B. The Company, the Agent and the Lenders desire to modify the Credit
Agreement in certain respects as set forth more particularly below.
NOW, THEREFORE, in consideration of the foregoing Recitals and for
other valuable consideration, the receipt and adequacy of which are hereby
acknowledged, the parties hereto hereby agree as follows:
AGREEMENT
1. Modification of Credit Limit.
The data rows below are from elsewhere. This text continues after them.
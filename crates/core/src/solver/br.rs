//! Best-response solver.
//!
//! One bottom-up sweep against a fixed opponent strategy: `max` over actions
//! at traverser-controlled nodes, plain sums at opponent nodes (opponent
//! reach is embedded in the leaf values). Reused as FP's inner loop and for
//! exploitability measurement.

use std::sync::Arc;

use crate::Pair;
use crate::error::SolverError;
use crate::game::{Game, PlayerId};
use crate::net::ValueNet;
use crate::solver::TreeStrategy;
use crate::solver::traverser::TreeTraverser;
use crate::tree::{Tree, children_actions};

pub(crate) struct BestResponseSolver {
    pub(crate) traverser: TreeTraverser,
    /// Pure best-response strategy per hand; rows are only meaningful at
    /// nodes the last `compute_br` traverser controls.
    br_strategy: TreeStrategy,
}

impl BestResponseSolver {
    pub fn new(
        game: Game,
        tree: Arc<Tree>,
        value_net: Option<Arc<dyn ValueNet>>,
    ) -> Result<Self, SolverError> {
        let br_strategy = TreeStrategy::zeros(tree.len(), game.num_hands(), game.num_actions());
        Ok(Self {
            traverser: TreeTraverser::new(game, tree, value_net)?,
            br_strategy,
        })
    }

    /// Recompute the best response for `traverser` against
    /// `opponent_strategy` and return the per-hand root values.
    ///
    /// # Errors
    ///
    /// Propagates evaluator failures from pseudo-leaf evaluation.
    pub fn compute_br(
        &mut self,
        traverser: PlayerId,
        opponent_strategy: &TreeStrategy,
        initial_beliefs: &Pair<Vec<f64>>,
    ) -> Result<Vec<f64>, SolverError> {
        self.traverser
            .precompute_reaches(opponent_strategy, initial_beliefs);
        self.traverser.precompute_all_leaf_values(traverser)?;

        let game = self.traverser.game;
        let tree = self.traverser.tree.clone();
        let num_hands = game.num_hands();

        for node_id in (0..tree.len()).rev() {
            let node = &tree[node_id];
            if node.is_leaf() {
                continue;
            }
            let mut value = vec![0.0; num_hands];
            if Game::active_player(&node.state) == traverser {
                let mut best_action = vec![0usize; num_hands];
                for (position, (child, action)) in children_actions(&game, node).enumerate() {
                    let child_values = &self.traverser.traverser_values[child];
                    for hand in 0..num_hands {
                        if position == 0 || child_values[hand] > value[hand] {
                            value[hand] = child_values[hand];
                            best_action[hand] = action;
                        }
                    }
                }
                for (hand, &action) in best_action.iter().enumerate() {
                    let row = self.br_strategy.row_mut(node_id, hand);
                    row.fill(0.0);
                    row[action] = 1.0;
                }
            } else {
                for child in node.children() {
                    let child_values = &self.traverser.traverser_values[child];
                    for (slot, &v) in value.iter_mut().zip(child_values) {
                        *slot += v;
                    }
                }
            }
            self.traverser.traverser_values[node_id] = value;
        }

        Ok(self.traverser.traverser_values[0].clone())
    }

    pub fn strategy(&self) -> &TreeStrategy {
        &self.br_strategy
    }
}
To reflect the agreement of the
parties to modify the aggregate dollar amount of Loans and Letters of Credit
which may be outstanding under the Loan Documents, the parties hereto hereby
agree that effective as of the Effective Date (as such term is defined in
Paragraph 5 below):
(a) The definition of the term "Credit Limit" set forth in
Paragraph 12 of the Credit Agreement is hereby amended to read in its entirety
as follows:
"'Credit Limit' shall mean: (a) to but not including November
1, 1999, $30,000,000, (b) from and including November 1, 1999 to but
not including February 1, 2000, $33,000,000, and (c) from and including
February 1, 2000 to and including the Maturity Date, $25,000,000."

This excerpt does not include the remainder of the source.